Record excerpts:
= = = = =
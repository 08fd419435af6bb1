use std::fs::{File, OpenOptions};
use std::io::{Seek, SeekFrom, Write};
use std::path::{Path, PathBuf};

use super::RandomAccess;
use crate::buffer::{Buffer, BufferAllocator, MapMode};
use crate::codec::Endian;
use crate::config::DEFAULT_FILE_BUFFER;
use crate::error::{Error, Result};

struct Window {
    offset: u64,
    buffer: Buffer,
}

impl Window {
    fn covers(&self, pos: u64) -> bool {
        pos >= self.offset && pos < self.offset + self.buffer.len() as u64
    }
}

/// A local file. Reads are served from a window materialized by the
/// process [`BufferAllocator`]; writes go straight to the file.
pub struct FileHandle {
    path: PathBuf,
    file: File,
    writable: bool,
    position: u64,
    length: u64,
    order: Endian,
    allocator: BufferAllocator,
    window_size: usize,
    window: Option<Window>,
}

impl FileHandle {
    pub fn open(path: impl AsRef<Path>, writable: bool) -> Result<Self> {
        Self::with_buffer_size(path, writable, DEFAULT_FILE_BUFFER)
    }

    pub fn with_buffer_size(path: impl AsRef<Path>, writable: bool, window_size: usize) -> Result<Self> {
        let path = path.as_ref().to_path_buf();
        let file = OpenOptions::new()
            .read(true)
            .write(writable)
            .create(writable)
            .truncate(false)
            .open(&path)?;
        let length = file.metadata()?.len();
        log::trace!("opened {} ({length} bytes, writable={writable})", path.display());
        Ok(Self {
            path,
            file,
            writable,
            position: 0,
            length,
            order: Endian::Big,
            allocator: BufferAllocator::global(),
            window_size: window_size.max(1),
            window: None,
        })
    }

    pub fn with_allocator(mut self, allocator: BufferAllocator) -> Self {
        self.allocator = allocator;
        self.window = None;
        self
    }

    pub fn path(&self) -> &Path {
        &self.path
    }

    fn ensure_window(&mut self) -> Result<&Window> {
        let stale = !matches!(&self.window, Some(w) if w.covers(self.position));
        if stale {
            // drop the old mapping before creating a new one
            self.window = None;
            let size = (self.length - self.position).min(self.window_size as u64) as usize;
            let buffer = self
                .allocator
                .allocate(&self.file, self.position, size, MapMode::ReadOnly)?;
            self.window = Some(Window {
                offset: self.position,
                buffer,
            });
        }
        self.window.as_ref().ok_or(Error::Closed)
    }

    fn check_writable(&self) -> Result<()> {
        if self.writable {
            Ok(())
        } else {
            Err(Error::ReadOnly(self.path.display().to_string()))
        }
    }
}

impl RandomAccess for FileHandle {
    fn read(&mut self, buf: &mut [u8]) -> Result<usize> {
        let mut filled = 0;
        while filled < buf.len() && self.position < self.length {
            let pos = self.position;
            let window = self.ensure_window()?;
            let start = (pos - window.offset) as usize;
            let n = (buf.len() - filled).min(window.buffer.len() - start);
            buf[filled..filled + n].copy_from_slice(&window.buffer[start..start + n]);
            filled += n;
            self.position += n as u64;
        }
        Ok(filled)
    }

    fn write(&mut self, buf: &[u8]) -> Result<()> {
        self.check_writable()?;
        self.window = None;
        self.file.seek(SeekFrom::Start(self.position))?;
        self.file.write_all(buf)?;
        self.position += buf.len() as u64;
        self.length = self.length.max(self.position);
        Ok(())
    }

    fn seek(&mut self, pos: u64) -> Result<()> {
        if pos > i64::MAX as u64 {
            return Err(Error::OutOfBounds(pos));
        }
        self.position = pos;
        Ok(())
    }

    fn position(&self) -> u64 {
        self.position
    }

    fn length(&self) -> u64 {
        self.length
    }

    fn set_length(&mut self, len: u64) -> Result<()> {
        self.check_writable()?;
        self.window = None;
        self.file.set_len(len)?;
        self.length = len;
        self.position = self.position.min(len);
        Ok(())
    }

    fn order(&self) -> Endian {
        self.order
    }

    fn set_order(&mut self, order: Endian) {
        self.order = order;
    }

    fn close(&mut self) -> Result<()> {
        self.window = None;
        if self.writable {
            self.file.flush()?;
        }
        Ok(())
    }
}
= = = = =
Directions: Your answer must consist of every line in the listing that contains "display".

Task answer:
        log::trace!("opened {} ({length} bytes, writable={writable})", path.display());
            Err(Error::ReadOnly(self.path.display().to_string()))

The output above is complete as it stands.